EXERCISE:
Counting every line in the entries below where the word "Debug" occurs, report how many there are. Give only that number.

== DATA FOR THE TASK ==

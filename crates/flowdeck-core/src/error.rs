// ── Core error types ──
//
// User-facing errors from flowdeck-core. Consumers never see raw HTTP
// bodies or serde failures; the `From<flowdeck_api::Error>` impl folds
// transport-layer errors into the variants below.
//
// `CoreError` is `Clone` because the session keeps the last error as
// state and every published view carries a copy of it.

use thiserror::Error;

/// Coarse classification used by the session and by front ends to decide
/// how to present an error.
#[derive(Debug, Clone, Copy, PartialEq, Eq, Hash, strum::Display)]
#[strum(serialize_all = "snake_case")]
pub enum ErrorKind {
    /// Fetch or push failures, including HTTP error statuses.
    Transport,
    /// A filter expression that does not compile.
    Compile,
    /// A push message that could not be decoded.
    Protocol,
    Config,
    Internal,
}

/// Unified error type for the core crate.
#[derive(Debug, Clone, Error)]
pub enum CoreError {
    // ── Transport errors ─────────────────────────────────────────────
    #[error("Cannot connect to {url}: {reason}")]
    ConnectionFailed { url: String, reason: String },

    #[error("Authentication failed: {message}")]
    AuthenticationFailed { message: String },

    #[error("Request timed out after {timeout_secs}s")]
    Timeout { timeout_secs: u64 },

    #[error("Flow not found: {identifier}")]
    FlowNotFound { identifier: String },

    #[error("API error: {message}")]
    Api {
        message: String,
        /// HTTP status code (if applicable).
        status: Option<u16>,
    },

    // ── Expression errors ────────────────────────────────────────────
    #[error("Invalid filter expression {expression:?}: {message}")]
    Compile { expression: String, message: String },

    // ── Protocol errors ──────────────────────────────────────────────
    #[error("Malformed push message: {message}")]
    Protocol { message: String },

    // ── Configuration errors ─────────────────────────────────────────
    #[error("Configuration error: {message}")]
    Config { message: String },

    // ── Lifecycle errors ─────────────────────────────────────────────
    #[error("Flow controller is not running")]
    ControllerStopped,

    #[error("Internal error: {0}")]
    Internal(String),
}

impl CoreError {
    pub fn kind(&self) -> ErrorKind {
        match self {
            Self::ConnectionFailed { .. }
            | Self::AuthenticationFailed { .. }
            | Self::Timeout { .. }
            | Self::FlowNotFound { .. }
            | Self::Api { .. } => ErrorKind::Transport,
            Self::Compile { .. } => ErrorKind::Compile,
            Self::Protocol { .. } => ErrorKind::Protocol,
            Self::Config { .. } => ErrorKind::Config,
            Self::ControllerStopped | Self::Internal(_) => ErrorKind::Internal,
        }
    }

    pub(crate) fn compile(expression: &str, message: impl Into<String>) -> Self {
        Self::Compile {
            expression: expression.to_owned(),
            message: message.into(),
        }
    }
}

// ── Conversion from transport-layer errors ───────────────────────────

impl From<flowdeck_api::Error> for CoreError {
    fn from(err: flowdeck_api::Error) -> Self {
        match err {
            flowdeck_api::Error::Authentication { message } => {
                CoreError::AuthenticationFailed { message }
            }
            flowdeck_api::Error::Transport(ref e) => {
                if e.is_timeout() {
                    CoreError::Timeout { timeout_secs: 0 }
                } else if e.is_connect() {
                    CoreError::ConnectionFailed {
                        url: e
                            .url()
                            .map_or_else(|| "<unknown>".into(), ToString::to_string),
                        reason: e.to_string(),
                    }
                } else {
                    CoreError::Api {
                        message: e.to_string(),
                        status: e.status().map(|s| s.as_u16()),
                    }
                }
            }
            flowdeck_api::Error::InvalidUrl(e) => CoreError::Config {
                message: format!("Invalid URL: {e}"),
            },
            flowdeck_api::Error::Timeout { timeout_secs } => CoreError::Timeout { timeout_secs },
            flowdeck_api::Error::Tls(msg) => CoreError::ConnectionFailed {
                url: String::new(),
                reason: format!("TLS error: {msg}"),
            },
            flowdeck_api::Error::NotFound { path } => CoreError::FlowNotFound { identifier: path },
            flowdeck_api::Error::Api { status, message } => CoreError::Api {
                message,
                status: Some(status),
            },
            flowdeck_api::Error::Deserialization { message, body: _ } => {
                CoreError::Internal(format!("Deserialization error: {message}"))
            }
            flowdeck_api::Error::Protocol(message) => CoreError::Protocol { message },
        }
    }
}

===

TASK SOLUTION:
2